2. Participants in the “stop screening” group were, on average, more likely to be diagnosed with breast cancer and to be treated more aggressively. This finding can likely be attributed to asymptomatic growth that went largely undetected in the absence of screening.
Evidence Rating Level: 2 (Good)
Study Rundown: Breast cancer screening is generally cost effective, but the burden of routine testing may begin to outweigh the benefits at older ages where competing causes of death have a proportionally greater impact on mortality. A recent meta-analysis has indicated that screening for 10 years beginning between the ages of 50 and 69 confers a statistically significant survival benefit, but limited data exists for the age groups higher than this. This study emulated a hypothetical target trial using observational data from patients between the ages of 70 and 85 who were enrolled in fee-for-service Medicare between 1990 and 2008. Among women aged 70 to 74 years, those who had annual screenings had a slightly lower risk of breast cancer death at 8 years, but this effect was absent in participants aged 75 to 84 years after adjusting for a number of confounders including baseline characteristics, time-varying screening history, and time-varying comorbidities. Across subgroups, women who stopped screening were diagnosed later and treated more aggressively due to greater undetected cancer progression. Limitations of this study included the possibility of residual confounding due to its observational nature and the relatively short follow-up.

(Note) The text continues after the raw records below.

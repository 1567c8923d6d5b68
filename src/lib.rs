//! Pawn Netcode Library
//!
//! Client-side prediction and server reconciliation for physics-driven pawns,
//! with movement time discrepancy detection against speed hacks.
//!
//! # Features
//!
//! - `metrics_extended` - Correction distance percentiles in the metrics registry
//!   (enabled by default)

pub mod config;
pub mod util;
pub mod movement;
pub mod anticheat;
pub mod net;
pub mod sim;
pub mod metrics;
//! Kinematic snapshot: the unit of state exchanged between client and authority

use serde::{Deserialize, Serialize};

use crate::net::bitstream::{BitReader, BitWriter};
use crate::net::protocol::DecodeError;
use crate::util::math::{Quat, Vec3};

/// Fixed-point scale for packed vectors (2 decimal places)
pub const VECTOR_SCALE: f32 = 100.0;
/// Maximum bits per packed vector component
pub const VECTOR_MAX_BITS: u32 = 30;

// Keeps the rounded value inside i32 on every platform
const SCALED_MIN: f32 = -1_073_741_824.0;
const SCALED_MAX: f32 = 1_073_741_760.0;

/// Position, orientation and velocities of a pawn at one instant
#[derive(Debug, Clone, Copy, Default, PartialEq, Serialize, Deserialize)]
pub struct KinematicSnapshot {
    pub position: Vec3,
    pub rotation: Quat,
    pub linear_velocity: Vec3,
    pub angular_velocity: Vec3,
}

impl KinematicSnapshot {
    pub fn new(
        position: Vec3,
        rotation: Quat,
        linear_velocity: Vec3,
        angular_velocity: Vec3,
    ) -> Self {
        Self {
            position,
            rotation,
            linear_velocity,
            angular_velocity,
        }
    }

    pub fn at_rest(position: Vec3, rotation: Quat) -> Self {
        Self::new(position, rotation, Vec3::ZERO, Vec3::ZERO)
    }

    /// Serialize to the packed wire form.
    ///
    /// Returns `false` if any value had to be clamped or sanitized to fit.
    pub fn write(&self, writer: &mut BitWriter) -> bool {
        let mut exact = write_packed_vector(self.position, writer);
        exact &= write_quat(self.rotation, writer);
        exact &= write_packed_vector(self.linear_velocity, writer);
        exact &= write_packed_vector(self.angular_velocity, writer);
        exact
    }

    pub fn read(reader: &mut BitReader<'_>) -> Result<Self, DecodeError> {
        Ok(Self {
            position: read_packed_vector(reader)?,
            rotation: read_quat(reader)?,
            linear_velocity: read_packed_vector(reader)?,
            angular_velocity: read_packed_vector(reader)?,
        })
    }

    /// The snapshot as the receiving side will decode it
    pub fn quantized(&self) -> Self {
        let mut writer = BitWriter::with_capacity(48);
        self.write(&mut writer);
        let bytes = writer.finish();
        Self::read(&mut BitReader::new(&bytes)).unwrap_or(*self)
    }

    pub fn approx_eq(&self, other: &KinematicSnapshot, epsilon: f32) -> bool {
        self.position.approx_eq(other.position, epsilon)
            && self.rotation.approx_eq(other.rotation, epsilon)
            && self.linear_velocity.approx_eq(other.linear_velocity, epsilon)
            && self.angular_velocity.approx_eq(other.angular_velocity, epsilon)
    }
}

/// Write a vector with 2 decimal places of precision, using only as many bits
/// per component as the largest component needs.
///
/// Format: [5 bits width W][3 x (W + 2) bits biased components]
pub fn write_packed_vector(value: Vec3, writer: &mut BitWriter) -> bool {
    let mut exact = true;
    let mut ints = [0i64; 3];

    for (slot, component) in ints.iter_mut().zip([value.x, value.y, value.z]) {
        let scaled = component * VECTOR_SCALE;
        if !scaled.is_finite() {
            exact = false;
            continue;
        }
        let clamped = scaled.clamp(SCALED_MIN, SCALED_MAX);
        if clamped != scaled {
            exact = false;
        }
        *slot = clamped.round() as i64;
    }

    let largest = ints.iter().map(|v| v.unsigned_abs()).max().unwrap_or(0);
    let width = ceil_log2(1 + largest).clamp(1, VECTOR_MAX_BITS) - 1;
    writer.write_int(width, VECTOR_MAX_BITS);

    let bias = 1i64 << (width + 1);
    let max = 1i64 << (width + 2);
    for v in ints {
        let mut biased = v + bias;
        if biased >= max {
            exact = false;
            biased = max - 1;
        } else if biased < 0 {
            exact = false;
            biased = 0;
        }
        writer.write_bits(biased as u64, width + 2);
    }

    exact
}

pub fn read_packed_vector(reader: &mut BitReader<'_>) -> Result<Vec3, DecodeError> {
    let width = reader.read_int(VECTOR_MAX_BITS)?;
    if width >= VECTOR_MAX_BITS {
        return Err(DecodeError::InvalidField("packed vector width"));
    }
    let bias = 1i64 << (width + 1);

    let mut out = [0.0f32; 3];
    for slot in out.iter_mut() {
        let biased = reader.read_bits(width + 2)? as i64;
        *slot = (biased - bias) as f32 / VECTOR_SCALE;
    }
    Ok(Vec3::new(out[0], out[1], out[2]))
}

/// Write a rotation as X, Y, Z with W implied non-negative
pub fn write_quat(value: Quat, writer: &mut BitWriter) -> bool {
    let exact = value.is_finite();
    let mut q = value.normalize();
    if q.w < 0.0 {
        q = Quat::new(-q.x, -q.y, -q.z, -q.w);
    }
    writer.write_f32(q.x);
    writer.write_f32(q.y);
    writer.write_f32(q.z);
    exact
}

pub fn read_quat(reader: &mut BitReader<'_>) -> Result<Quat, DecodeError> {
    let x = reader.read_f32()?;
    let y = reader.read_f32()?;
    let z = reader.read_f32()?;
    if !(x.is_finite() && y.is_finite() && z.is_finite()) {
        return Err(DecodeError::NonFinite("orientation"));
    }
    let xyz_sq = x * x + y * y + z * z;
    let w = (1.0 - xyz_sq).max(0.0).sqrt();
    Ok(Quat::new(x, y, z, w).normalize())
}

#[inline]
fn ceil_log2(value: u64) -> u32 {
    if value <= 1 {
        0
    } else {
        64 - (value - 1).leading_zeros()
    }
}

Click here to read this study in Annals of Internal Medicine
Click here to read an accompanying editorial in Annals of Internal Medicine
Relevant Reading: Benefits and harms of mammography screening
In-Depth [prospective cohort]: In this population-based observational study involving Medicare beneficiaries aged 70 to 84 years who had a life expectancy of over 10 years, two preventative mammography strategies were compared: the continuation of annual screenings or stopping screenings. All women who had baseline data consistent with both strategies were cloned. Each was assigned to 1 strategy, censored when data became inconsistent, and followed until death, disenrollment from Medicare, or December 2008. This process was repeated for women of each age within the prespecified range, resulting in 15 total cohorts. During follow-up, the “continue screening” group had 1533 deaths while the “stop screening” group had 1304. For women aged 70 to 74 years, continuing screening appeared to provide marginal benefits, with an 8-year risk for breast cancer death of 2.7 deaths per 1000 women versus 3.7 deaths per 1000 women in the “stop screening” group (hazard ratio, 0.78; 95% confidence interval [CI], 0.63 to 0.95). However, only a 0.07 risk difference (95% CI, 0.93 to 1.3) was found between groups in the cohort containing women between the ages of 75 and 84 years (hazard ratio, 1.00; 95% CI, 0.83 to 1.19). The overall positive predictive value of screening was 38.5% with continuing screening and 45.3% when screening was stopped.